Nationale Naturmonumente werden von den jeweiligen Bundesländern ausgewiesen. Die Landschaft am Upstalsboom wurde bereits als eine der bedeutendsten historischen Kulturlandschaften Niedersachsens bestätigt (Wiegand 2019 in „Naturschutz und Landschaftspflege in Niedersachsen“, Heft 49). Im Entwurf des aktuellen Niedersächsischen Landschaftsprogramms ist sie als solche verzeichnet und als besonders schutzwürdig eingestuft.

BILaNz Aurich wird in Zusammenarbeit mit den örtlichen Umweltverbänden die weiteren Schritte zum „Nationalen Naturmonument“ vorbereiten und kann dabei auf die Unterstützung des Niedersächsischen Umweltministeriums bauen.
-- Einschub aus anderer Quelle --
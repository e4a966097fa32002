//! Vulkan buffer resource and usage transitions.
//!
//! Buffers follow the same protocol as textures minus the layout component:
//! a transition derives source and destination access and stage scopes from
//! the usage bits and records one `vkCmdPipelineBarrier` with a buffer memory
//! barrier covering the whole buffer.

use std::sync::Arc;

use ash::vk;

use crate::error::GpuError;
use crate::types::{BufferDescriptor, BufferUsage};

use super::allocator::MemoryAllocation;
use super::deleter::DeferredHandle;
use super::DeviceShared;

fn buffer_usage_flags(usage: BufferUsage) -> vk::BufferUsageFlags {
    let mut flags = vk::BufferUsageFlags::empty();

    if usage.contains(BufferUsage::COPY_SRC) {
        flags |= vk::BufferUsageFlags::TRANSFER_SRC;
    }
    if usage.contains(BufferUsage::COPY_DST) {
        flags |= vk::BufferUsageFlags::TRANSFER_DST;
    }
    if usage.contains(BufferUsage::INDEX) {
        flags |= vk::BufferUsageFlags::INDEX_BUFFER;
    }
    if usage.contains(BufferUsage::VERTEX) {
        flags |= vk::BufferUsageFlags::VERTEX_BUFFER;
    }
    if usage.contains(BufferUsage::UNIFORM) {
        flags |= vk::BufferUsageFlags::UNIFORM_BUFFER;
    }
    if usage.contains(BufferUsage::STORAGE) {
        flags |= vk::BufferUsageFlags::STORAGE_BUFFER;
    }

    flags
}

/// Memory-access kinds a buffer in `usage` may perform, unioned over bits.
fn access_flags(usage: BufferUsage) -> vk::AccessFlags {
    let mut flags = vk::AccessFlags::empty();

    if usage.contains(BufferUsage::MAP_READ) {
        flags |= vk::AccessFlags::HOST_READ;
    }
    if usage.contains(BufferUsage::MAP_WRITE) {
        flags |= vk::AccessFlags::HOST_WRITE;
    }
    if usage.contains(BufferUsage::COPY_SRC) {
        flags |= vk::AccessFlags::TRANSFER_READ;
    }
    if usage.contains(BufferUsage::COPY_DST) {
        flags |= vk::AccessFlags::TRANSFER_WRITE;
    }
    if usage.contains(BufferUsage::INDEX) {
        flags |= vk::AccessFlags::INDEX_READ;
    }
    if usage.contains(BufferUsage::VERTEX) {
        flags |= vk::AccessFlags::VERTEX_ATTRIBUTE_READ;
    }
    if usage.contains(BufferUsage::UNIFORM) {
        flags |= vk::AccessFlags::UNIFORM_READ;
    }
    if usage.contains(BufferUsage::STORAGE) {
        flags |= vk::AccessFlags::SHADER_READ | vk::AccessFlags::SHADER_WRITE;
    }

    flags
}

/// Pipeline stages that may touch a buffer in `usage`.
fn pipeline_stage_flags(usage: BufferUsage) -> vk::PipelineStageFlags {
    if usage.is_empty() {
        return vk::PipelineStageFlags::TOP_OF_PIPE;
    }

    let mut flags = vk::PipelineStageFlags::empty();

    if usage.intersects(BufferUsage::MAP_READ | BufferUsage::MAP_WRITE) {
        flags |= vk::PipelineStageFlags::HOST;
    }
    if usage.intersects(BufferUsage::COPY_SRC | BufferUsage::COPY_DST) {
        flags |= vk::PipelineStageFlags::TRANSFER;
    }
    if usage.intersects(BufferUsage::INDEX | BufferUsage::VERTEX) {
        flags |= vk::PipelineStageFlags::VERTEX_INPUT;
    }
    if usage.intersects(BufferUsage::UNIFORM | BufferUsage::STORAGE) {
        flags |= vk::PipelineStageFlags::VERTEX_SHADER
            | vk::PipelineStageFlags::FRAGMENT_SHADER
            | vk::PipelineStageFlags::COMPUTE_SHADER;
    }

    flags
}

/// A buffer backed by a `VkBuffer` and a suballocated memory region.
///
/// Mappable buffers (MAP_READ or MAP_WRITE usage) are placed in host-visible,
/// host-coherent memory; everything else prefers device-local.
pub struct VulkanBuffer {
    device: Arc<DeviceShared>,
    handle: vk::Buffer,
    allocation: Option<MemoryAllocation>,
    size: u64,
    allowed_usage: BufferUsage,
    current_usage: BufferUsage,
}

impl std::fmt::Debug for VulkanBuffer {
    fn fmt(&self, f: &mut std::fmt::Formatter<'_>) -> std::fmt::Result {
        f.debug_struct("VulkanBuffer")
            .field("handle", &self.handle)
            .field("size", &self.size)
            .field("allowed_usage", &self.allowed_usage)
            .field("current_usage", &self.current_usage)
            .finish_non_exhaustive()
    }
}

impl VulkanBuffer {
    pub(crate) fn create(
        device: Arc<DeviceShared>,
        descriptor: &BufferDescriptor,
    ) -> Result<Self, GpuError> {
        let create_info = vk::BufferCreateInfo::default()
            .size(descriptor.size)
            .usage(buffer_usage_flags(descriptor.usage))
            .sharing_mode(vk::SharingMode::EXCLUSIVE);

        let handle = unsafe { device.raw().create_buffer(&create_info, None) }.map_err(|e| {
            GpuError::ResourceCreationFailed(format!("vkCreateBuffer failed: {e:?}"))
        })?;

        let requirements = unsafe { device.raw().get_buffer_memory_requirements(handle) };
        let allocation = device
            .allocate_memory(requirements, descriptor.usage.is_mappable())
            .map_err(|e| {
                unsafe { device.raw().destroy_buffer(handle, None) };
                e
            })?;

        unsafe {
            device
                .raw()
                .bind_buffer_memory(handle, allocation.memory(), allocation.offset())
        }
        .map_err(|e| {
            GpuError::ResourceCreationFailed(format!("vkBindBufferMemory failed: {e:?}"))
        })?;

        Ok(Self {
            device,
            handle,
            allocation: Some(allocation),
            size: descriptor.size,
            allowed_usage: descriptor.usage,
            current_usage: BufferUsage::empty(),
        })
    }

    /// The raw buffer handle.
    pub fn handle(&self) -> vk::Buffer {
        self.handle
    }

    /// Size of the buffer in bytes.
    pub fn size(&self) -> u64 {
        self.size
    }

    /// Every usage the buffer may ever be transitioned to.
    pub fn allowed_usage(&self) -> BufferUsage {
        self.allowed_usage
    }

    /// The usage of the last recorded barrier.
    pub fn current_usage(&self) -> BufferUsage {
        self.current_usage
    }

    /// Record a barrier into the pending command buffer that makes `target`
    /// usage safe, then remember `target` as the current usage.
    pub fn transition_usage(&mut self, target: BufferUsage) -> Result<(), GpuError> {
        debug_assert!(
            self.allowed_usage.contains(target),
            "transition target outside the buffer's allowed usage"
        );
        let commands = self.device.pending_command_buffer()?;
        self.record_barrier(commands, self.current_usage, target);
        self.current_usage = target;
        Ok(())
    }

    /// Record a usage-transition barrier covering the whole buffer.
    pub fn record_barrier(
        &self,
        commands: vk::CommandBuffer,
        current_usage: BufferUsage,
        target_usage: BufferUsage,
    ) {
        let barrier = vk::BufferMemoryBarrier::default()
            .src_access_mask(access_flags(current_usage))
            .dst_access_mask(access_flags(target_usage))
            .src_queue_family_index(vk::QUEUE_FAMILY_IGNORED)
            .dst_queue_family_index(vk::QUEUE_FAMILY_IGNORED)
            .buffer(self.handle)
            .offset(0)
            .size(vk::WHOLE_SIZE);

        unsafe {
            self.device.raw().cmd_pipeline_barrier(
                commands,
                pipeline_stage_flags(current_usage),
                pipeline_stage_flags(target_usage),
                vk::DependencyFlags::empty(),
                &[],
                &[barrier],
                &[],
            );
        }
    }
}

impl Drop for VulkanBuffer {
    fn drop(&mut self) {
        if let Some(allocation) = self.allocation.take() {
            self.device.free_allocation(allocation);
        }
        self.device
            .delete_when_unused(DeferredHandle::Buffer(self.handle));
    }
}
Wallhecken und Upstalsboom

Ein „Upstall“ ist ein eingezäuntes Gebiet und die Bezeichnung „Boom“ gleich Baum könnte auch einen Schlagbaum oder (Anbinde-)Pfahl gemeint haben. Der Begriff Upstalsboom deutet so auf einen Weideplatz der früheren Allmenden (Dorfweiden) hin. Bereits im 11. Jahrhundert wurde der Roggenanbau am Upstalsboom nachgewiesen. Grabungshinweise deuten bereits auf eine bäuerliche Besiedlung im 8. Jahrhundert. Diese ältesten Ackerflächen (Gasten) wurden mit einer ringförmigen Wallhecke gegen das frei umherlaufende Vieh geschützt. Die Äcker wurden gedüngt mit Heideplaggen, die mit Viehmist vermischt wurden. Hieraus entstanden über Jahrhunderte die stark erhöhten Plaggeneschböden. Später angelegte weitere Ackerflächen wurden Kampe oder Kampacker genannt. Auch sie wurden eingewallt und sind meistens mehrere hundert Jahre alt.
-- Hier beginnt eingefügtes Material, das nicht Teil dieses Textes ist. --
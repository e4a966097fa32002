//! Common types shared across the GPU layer.

/// 3D extent for textures.
#[derive(Debug, Clone, Copy, PartialEq, Eq, Hash, Default)]
pub struct Extent3d {
    /// Width in pixels.
    pub width: u32,
    /// Height in pixels.
    pub height: u32,
    /// Depth in pixels (1 for 2D textures).
    pub depth: u32,
}

impl Extent3d {
    /// Create a new 2D extent.
    pub fn new_2d(width: u32, height: u32) -> Self {
        Self {
            width,
            height,
            depth: 1,
        }
    }

    /// Create a new 3D extent.
    pub fn new_3d(width: u32, height: u32, depth: u32) -> Self {
        Self {
            width,
            height,
            depth,
        }
    }
}
//! GPU error types.

use std::fmt;

/// Errors that can occur in the GPU layer.
#[derive(Debug, Clone, PartialEq, Eq)]
pub enum GpuError {
    /// Failed to initialize the device or instance.
    InitializationFailed(String),
    /// Failed to create a driver resource.
    ResourceCreationFailed(String),
    /// No compatible device memory type had room for an allocation.
    OutOfMemory,
    /// The GPU device was lost.
    DeviceLost,
    /// Submitting or polling GPU work failed.
    SubmissionFailed(String),
    /// An internal error occurred.
    Internal(String),
}

impl fmt::Display for GpuError {
    fn fmt(&self, f: &mut fmt::Formatter<'_>) -> fmt::Result {
        match self {
            Self::InitializationFailed(msg) => write!(f, "initialization failed: {msg}"),
            Self::ResourceCreationFailed(msg) => write!(f, "resource creation failed: {msg}"),
            Self::OutOfMemory => write!(f, "out of GPU memory"),
            Self::DeviceLost => write!(f, "GPU device lost"),
            Self::SubmissionFailed(msg) => write!(f, "submission failed: {msg}"),
            Self::Internal(msg) => write!(f, "internal error: {msg}"),
        }
    }
}

impl std::error::Error for GpuError {}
Friedrich der Große erließ 1765 das Urbarmachungsedikt, um die Allmenden aufzuteilen. Jedes Flurstück musste eingewallt und mit Eichen bepflanzt werden. Die Eichen sollten im baumarmen Ostfriesland den Holzreichtum mehren. Gab es viele arme Bauern, so wurden sehr kleine Parzellen abgegrenzt. Am Roten Weg z.B. liegen die Wallhecken nur 15 – 20 m auseinander. Da es nie eine Flurbereinigung gab, existiert hier heute das dichteste Wallheckennetz Deutschlands. Die ca. 50 km Wallhecken weisen eine Dichte von etwa 110 m pro ha auf. Wallhecken sind seit 1933 gesetzlich geschützt.
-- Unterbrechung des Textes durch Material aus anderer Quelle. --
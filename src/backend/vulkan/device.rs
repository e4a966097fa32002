//! Vulkan instance, physical and logical device bring-up.
//!
//! The device is headless: no surface or swapchain extensions are requested.
//! Presentation-capable configurations layer those on top.

use std::ffi::{CStr, CString};

use ash::vk;

use crate::error::GpuError;

/// Required Vulkan API version.
/// On macOS with MoltenVK, only Vulkan 1.2 is supported.
#[cfg(target_os = "macos")]
const REQUIRED_API_VERSION: u32 = vk::make_api_version(0, 1, 2, 0);

#[cfg(not(target_os = "macos"))]
const REQUIRED_API_VERSION: u32 = vk::make_api_version(0, 1, 3, 0);

/// Validation layer name.
const VALIDATION_LAYER_NAME: &CStr = c"VK_LAYER_KHRONOS_validation";

/// Create a Vulkan instance with optional validation layers.
pub fn create_instance(
    entry: &ash::Entry,
    validation_enabled: bool,
) -> Result<ash::Instance, GpuError> {
    let validation_available = validation_enabled && check_validation_layer_support(entry);

    if validation_enabled && !validation_available {
        log::warn!("Validation layers requested but not available");
    }

    let app_name = CString::new("gpu-hal").unwrap();

    let app_info = vk::ApplicationInfo::default()
        .application_name(&app_name)
        .application_version(vk::make_api_version(0, 0, 1, 0))
        .engine_name(&app_name)
        .engine_version(vk::make_api_version(0, 0, 1, 0))
        .api_version(REQUIRED_API_VERSION);

    #[allow(unused_mut)]
    let mut extensions: Vec<*const i8> = Vec::new();

    #[cfg(target_os = "macos")]
    {
        extensions.push(ash::khr::portability_enumeration::NAME.as_ptr());
    }

    let layer_names: Vec<*const i8> = if validation_available {
        vec![VALIDATION_LAYER_NAME.as_ptr()]
    } else {
        vec![]
    };

    #[allow(unused_mut)]
    let mut create_flags = vk::InstanceCreateFlags::empty();

    #[cfg(target_os = "macos")]
    {
        create_flags |= vk::InstanceCreateFlags::ENUMERATE_PORTABILITY_KHR;
    }

    let create_info = vk::InstanceCreateInfo::default()
        .flags(create_flags)
        .application_info(&app_info)
        .enabled_extension_names(&extensions)
        .enabled_layer_names(&layer_names);

    let instance = unsafe { entry.create_instance(&create_info, None) }.map_err(|e| {
        GpuError::InitializationFailed(format!("Failed to create Vulkan instance: {:?}", e))
    })?;

    Ok(instance)
}

/// Check if the validation layer is available.
fn check_validation_layer_support(entry: &ash::Entry) -> bool {
    let available_layers = match unsafe { entry.enumerate_instance_layer_properties() } {
        Ok(layers) => layers,
        Err(_) => return false,
    };

    for layer in &available_layers {
        let name = unsafe { CStr::from_ptr(layer.layer_name.as_ptr()) };
        if name == VALIDATION_LAYER_NAME {
            return true;
        }
    }

    false
}

/// Select the best physical device.
///
/// Prefers discrete GPUs over integrated GPUs.
pub fn select_physical_device(instance: &ash::Instance) -> Result<vk::PhysicalDevice, GpuError> {
    let devices = unsafe { instance.enumerate_physical_devices() }.map_err(|e| {
        GpuError::InitializationFailed(format!("Failed to enumerate physical devices: {:?}", e))
    })?;

    if devices.is_empty() {
        return Err(GpuError::InitializationFailed(
            "No Vulkan-capable GPU found".to_string(),
        ));
    }

    // Score and select best device
    let mut best_device = None;
    let mut best_score = 0;

    for device in devices {
        let properties = unsafe { instance.get_physical_device_properties(device) };

        if find_queue_family(instance, device).is_err() {
            continue;
        }

        let mut score = 0;

        // Prefer discrete GPUs
        if properties.device_type == vk::PhysicalDeviceType::DISCRETE_GPU {
            score += 1000;
        } else if properties.device_type == vk::PhysicalDeviceType::INTEGRATED_GPU {
            score += 100;
        }

        score += properties.limits.max_image_dimension2_d / 1024;

        if score > best_score {
            best_score = score;
            best_device = Some(device);
        }

        let device_name = unsafe { CStr::from_ptr(properties.device_name.as_ptr()) };
        log::info!(
            "Found GPU: {:?} (type: {:?}, score: {})",
            device_name,
            properties.device_type,
            score
        );
    }

    best_device
        .ok_or_else(|| GpuError::InitializationFailed("No suitable GPU found".to_string()))
}

/// Find a queue family that supports both graphics and compute.
///
/// One family serves every submission: fences on it signal in submission
/// order, which the completion tracking relies on.
pub fn find_queue_family(
    instance: &ash::Instance,
    physical_device: vk::PhysicalDevice,
) -> Result<u32, GpuError> {
    let queue_families =
        unsafe { instance.get_physical_device_queue_family_properties(physical_device) };

    for (index, family) in queue_families.iter().enumerate() {
        if family
            .queue_flags
            .contains(vk::QueueFlags::GRAPHICS | vk::QueueFlags::COMPUTE)
        {
            return Ok(index as u32);
        }
    }

    Err(GpuError::InitializationFailed(
        "No graphics+compute queue family found".to_string(),
    ))
}

/// Create a logical device with a single queue on `queue_family`.
pub fn create_logical_device(
    instance: &ash::Instance,
    physical_device: vk::PhysicalDevice,
    queue_family: u32,
) -> Result<ash::Device, GpuError> {
    let queue_priorities = [1.0f32];
    let queue_create_info = vk::DeviceQueueCreateInfo::default()
        .queue_family_index(queue_family)
        .queue_priorities(&queue_priorities);

    let queue_create_infos = [queue_create_info];

    let features = vk::PhysicalDeviceFeatures::default();

    let create_info = vk::DeviceCreateInfo::default()
        .queue_create_infos(&queue_create_infos)
        .enabled_features(&features);

    let device =
        unsafe { instance.create_device(physical_device, &create_info, None) }.map_err(|e| {
            GpuError::InitializationFailed(format!("Failed to create logical device: {:?}", e))
        })?;

    Ok(device)
}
Wallhecken zeichnen sich zum einen durch ihr hohes Alter aus. Neben den überwiegend über hundert Jahre alten Eichen konnte sich auch die Vegetation hier weitgehend unbeeinflusst entwickeln. Wallhecken sind ökologisch gesehen wie ein doppelter Waldrand zu betrachten. Sie enthalten unterschiedliche Bereiche wie sonnig und schattig, feucht und trocken, nährstoffreich und nährstoffarm. Zusammen mit der vielfältigen Vegetation auf den unterschiedlichen Standorten und den alten Gehölzen lebt auch eine große Anzahl von Tieren auf den Wallhecken bzw. in der Wallheckenlandschaft. Diese große Vielfalt macht insgesamt den besonders hohen Naturschutzwert der Wallhecken aus.

Christian Wiegand hat zusammen mit Experten aus den Naturschutzbehörden und Heimatkundlern im Auftrag des Landes Niedersachsen die verschiedenen historischen Kulturlandschaften Niedersachsens eingehend untersucht und bewertet. In dem Bericht „Kulturlandschaftsräume und historische Kulturlandschaften landesweiter Bedeutung in Niedersachsen“ (WIEGAND 2019, in „Naturschutz und Landschaftspflege in Niedersachsen“, Heft 49) wird die „Wallheckenlandschaft Upstalsboom“ als eine der landesweit bedeutenden historischen Kulturlandschaften aufgeführt. Diese Bewertung wurde inzwischen auch in das Niedersächsische Landschaftsprogramm aufgenommen.